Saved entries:
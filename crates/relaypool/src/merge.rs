//! Merging of similar filters.
//!
//! Two filters are similar when they are identical except for the values of a
//! single list field (`ids`, `authors`, `kinds` or one tag constraint). Merging
//! unions that list. Filters with an empty list field match nothing and are
//! dropped.

use std::collections::HashMap;

use crate::filter::{Filter, GroupField};

/// Merge similar filters and remove filters that can match nothing.
///
/// Unmerged filters keep their relative order. A merged filter stays at the
/// position of the first filter of its group.
pub fn merge_similar_filters(filters: &[Filter]) -> Vec<Filter> {
    let mut merged: Vec<Filter> = Vec::with_capacity(filters.len());
    let mut owner_by_key: HashMap<String, usize> = HashMap::new();
    let mut keys_by_owner: Vec<Vec<(GroupField, String)>> = Vec::with_capacity(filters.len());

    for filter in filters {
        if filter.is_empty_match() {
            continue;
        }

        let fields = filter.group_fields();
        let keys: Vec<(GroupField, String)> = fields
            .into_iter()
            .map(|field| {
                let key = format!("{}{}", field, filter.stable_json_without(Some(&field)));
                (field, key)
            })
            .collect();

        let target = keys
            .iter()
            .find_map(|(field, key)| owner_by_key.get(key).map(|&owner| (owner, field.clone())));

        match target {
            Some((owner, field)) => {
                // The owner changes shape along `field`, so its keys for other fields go stale.
                let owned = std::mem::take(&mut keys_by_owner[owner]);
                for (other_field, other_key) in owned {
                    if other_field == field {
                        keys_by_owner[owner].push((other_field, other_key));
                    } else {
                        owner_by_key.remove(&other_key);
                    }
                }
                merged[owner].union_field(&field, filter);
            }
            None => {
                let owner = merged.len();
                for (_, key) in &keys {
                    owner_by_key.insert(key.clone(), owner);
                }
                keys_by_owner.push(keys);
                merged.push(filter.clone());
            }
        }
    }

    merged
}
//! Subscription ids and filter builders.

use uuid::Uuid;

use crate::event::{KIND_CONTACTS, KIND_METADATA, KIND_WRITE_RELAYS};
use crate::filter::Filter;

/// Generate a unique subscription ID.
pub fn generate_subscription_id() -> String {
    Uuid::new_v4().to_string()[..8].to_string()
}

/// Builder for the filter list of one subscription.
#[derive(Debug, Clone, Default)]
pub struct SubscriptionBuilder {
    filters: Vec<Filter>,
}

impl SubscriptionBuilder {
    pub fn new() -> Self {
        Self::default()
    }

    /// Add a filter to the subscription.
    pub fn filter(mut self, filter: Filter) -> Self {
        self.filters.push(filter);
        self
    }

    pub fn kinds(self, kinds: Vec<u16>) -> Self {
        self.filter(Filter::new().kinds(kinds))
    }

    pub fn authors(self, authors: Vec<String>) -> Self {
        self.filter(Filter::new().authors(authors))
    }

    pub fn ids(self, ids: Vec<String>) -> Self {
        self.filter(Filter::new().ids(ids))
    }

    /// Profile metadata (kind 0) of the given authors.
    pub fn metadata(self, authors: Vec<String>) -> Self {
        self.filter(Filter::new().authors(authors).kinds(vec![KIND_METADATA]))
    }

    /// Contact lists (kind 3) of the given authors.
    pub fn contact_lists(self, authors: Vec<String>) -> Self {
        self.filter(Filter::new().authors(authors).kinds(vec![KIND_CONTACTS]))
    }

    /// Write relay lists tagged with the given pubkeys.
    pub fn write_relays(self, pubkeys: Vec<String>) -> Self {
        self.filter(
            Filter::new()
                .kinds(vec![KIND_WRITE_RELAYS])
                .pubkey_refs(pubkeys),
        )
    }

    /// Events referencing an event id through an `e` tag.
    pub fn replies(self, event_id: String) -> Self {
        self.filter(Filter::new().event_refs(vec![event_id]))
    }

    /// Events mentioning a pubkey through a `p` tag.
    pub fn mentions(self, pubkey: String) -> Self {
        self.filter(Filter::new().pubkey_refs(vec![pubkey]))
    }

    /// Pin the most recently added filter to one relay.
    pub fn on_relay(mut self, relay: impl Into<String>) -> Self {
        if let Some(last) = self.filters.pop() {
            self.filters.push(last.relay(relay));
        }
        self
    }

    pub fn build(self) -> Vec<Filter> {
        self.filters
    }
}

#[cfg(test)]
mod tests {
    use super::*;

    #[test]
    fn test_generate_subscription_id() {
        let id1 = generate_subscription_id();
        let id2 = generate_subscription_id();
        assert_eq!(id1.len(), 8);
        assert_ne!(id1, id2);
    }

    #[test]
    fn test_builder() {
        let filters = SubscriptionBuilder::new()
            .metadata(vec!["alice".to_string()])
            .replies("e1".to_string())
            .on_relay("wss://relay.example.com")
            .build();

        assert_eq!(filters.len(), 2);
        assert_eq!(filters[0].kinds, Some(vec![KIND_METADATA]));
        assert_eq!(filters[0].relay, None);
        assert_eq!(filters[1].relay.as_deref(), Some("wss://relay.example.com"));
    }

    #[test]
    fn test_on_relay_without_filters_is_noop() {
        assert!(SubscriptionBuilder::new().on_relay("wss://r").build().is_empty());
    }
}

How to complete this task
Every entry must be output again exactly as it was given.

Task response
filename crates/relaypool/src/merge.rs
//! Merging of similar filters.
//!
//! Two filters are similar when they are identical except for the values of a
//! single list field (`ids`, `authors`, `kinds` or one tag constraint). Merging
//! unions that list. Filters with an empty list field match nothing and are
//! dropped.

use std::collections::HashMap;

use crate::filter::{Filter, GroupField};

/// Merge similar filters and remove filters that can match nothing.
///
/// Unmerged filters keep their relative order. A merged filter stays at the
/// position of the first filter of its group.
pub fn merge_similar_filters(filters: &[Filter]) -> Vec<Filter> {
    let mut merged: Vec<Filter> = Vec::with_capacity(filters.len());
    let mut owner_by_key: HashMap<String, usize> = HashMap::new();
    let mut keys_by_owner: Vec<Vec<(GroupField, String)>> = Vec::with_capacity(filters.len());

    for filter in filters {
        if filter.is_empty_match() {
            continue;
        }

        let fields = filter.group_fields();
        let keys: Vec<(GroupField, String)> = fields
            .into_iter()
            .map(|field| {
                let key = format!("{}{}", field, filter.stable_json_without(Some(&field)));
                (field, key)
            })
            .collect();

        let target = keys
            .iter()
            .find_map(|(field, key)| owner_by_key.get(key).map(|&owner| (owner, field.clone())));

        match target {
            Some((owner, field)) => {
                // The owner changes shape along `field`, so its keys for other fields go stale.
                let owned = std::mem::take(&mut keys_by_owner[owner]);
                for (other_field, other_key) in owned {
                    if other_field == field {
                        keys_by_owner[owner].push((other_field, other_key));
                    } else {
                        owner_by_key.remove(&other_key);
                    }
                }
                merged[owner].union_field(&field, filter);
            }
            None => {
                let owner = merged.len();
                for (_, key) in &keys {
                    owner_by_key.insert(key.clone(), owner);
                }
                keys_by_owner.push(keys);
                merged.push(filter.clone());
            }
        }
    }

    merged
}
//! Subscription ids and filter builders.

use uuid::Uuid;

use crate::event::{KIND_CONTACTS, KIND_METADATA, KIND_WRITE_RELAYS};
use crate::filter::Filter;

/// Generate a unique subscription ID.
pub fn generate_subscription_id() -> String {
    Uuid::new_v4().to_string()[..8].to_string()
}

/// Builder for the filter list of one subscription.
#[derive(Debug, Clone, Default)]
pub struct SubscriptionBuilder {
    filters: Vec<Filter>,
}

impl SubscriptionBuilder {
    pub fn new() -> Self {
        Self::default()
    }

    /// Add a filter to the subscription.
    pub fn filter(mut self, filter: Filter) -> Self {
        self.filters.push(filter);
        self
    }

    pub fn kinds(self, kinds: Vec<u16>) -> Self {
        self.filter(Filter::new().kinds(kinds))
    }

    pub fn authors(self, authors: Vec<String>) -> Self {
        self.filter(Filter::new().authors(authors))
    }

    pub fn ids(self, ids: Vec<String>) -> Self {
        self.filter(Filter::new().ids(ids))
    }

    /// Profile metadata (kind 0) of the given authors.
    pub fn metadata(self, authors: Vec<String>) -> Self {
        self.filter(Filter::new().authors(authors).kinds(vec![KIND_METADATA]))
    }

    /// Contact lists (kind 3) of the given authors.
    pub fn contact_lists(self, authors: Vec<String>) -> Self {
        self.filter(Filter::new().authors(authors).kinds(vec![KIND_CONTACTS]))
    }

    /// Write relay lists tagged with the given pubkeys.
    pub fn write_relays(self, pubkeys: Vec<String>) -> Self {
        self.filter(
            Filter::new()
                .kinds(vec![KIND_WRITE_RELAYS])
                .pubkey_refs(pubkeys),
        )
    }

    /// Events referencing an event id through an `e` tag.
    pub fn replies(self, event_id: String) -> Self {
        self.filter(Filter::new().event_refs(vec![event_id]))
    }

    /// Events mentioning a pubkey through a `p` tag.
    pub fn mentions(self, pubkey: String) -> Self {
        self.filter(Filter::new().pubkey_refs(vec![pubkey]))
    }

    /// Pin the most recently added filter to one relay.
    pub fn on_relay(mut self, relay: impl Into<String>) -> Self {
        if let Some(last) = self.filters.pop() {
            self.filters.push(last.relay(relay));
        }
        self
    }

    pub fn build(self) -> Vec<Filter> {
        self.filters
    }
}

#[cfg(test)]
mod tests {
    use super::*;

    #[test]
    fn test_generate_subscription_id() {
        let id1 = generate_subscription_id();
        let id2 = generate_subscription_id();
        assert_eq!(id1.len(), 8);
        assert_ne!(id1, id2);
    }

    #[test]
    fn test_builder() {
        let filters = SubscriptionBuilder::new()
            .metadata(vec!["alice".to_string()])
            .replies("e1".to_string())
            .on_relay("wss://relay.example.com")
            .build();

        assert_eq!(filters.len(), 2);
        assert_eq!(filters[0].kinds, Some(vec![KIND_METADATA]));
        assert_eq!(filters[0].relay, None);
        assert_eq!(filters[1].relay.as_deref(), Some("wss://relay.example.com"));
    }

    #[test]
    fn test_on_relay_without_filters_is_noop() {
        assert!(SubscriptionBuilder::new().on_relay("wss://r").build().is_empty());
    }
}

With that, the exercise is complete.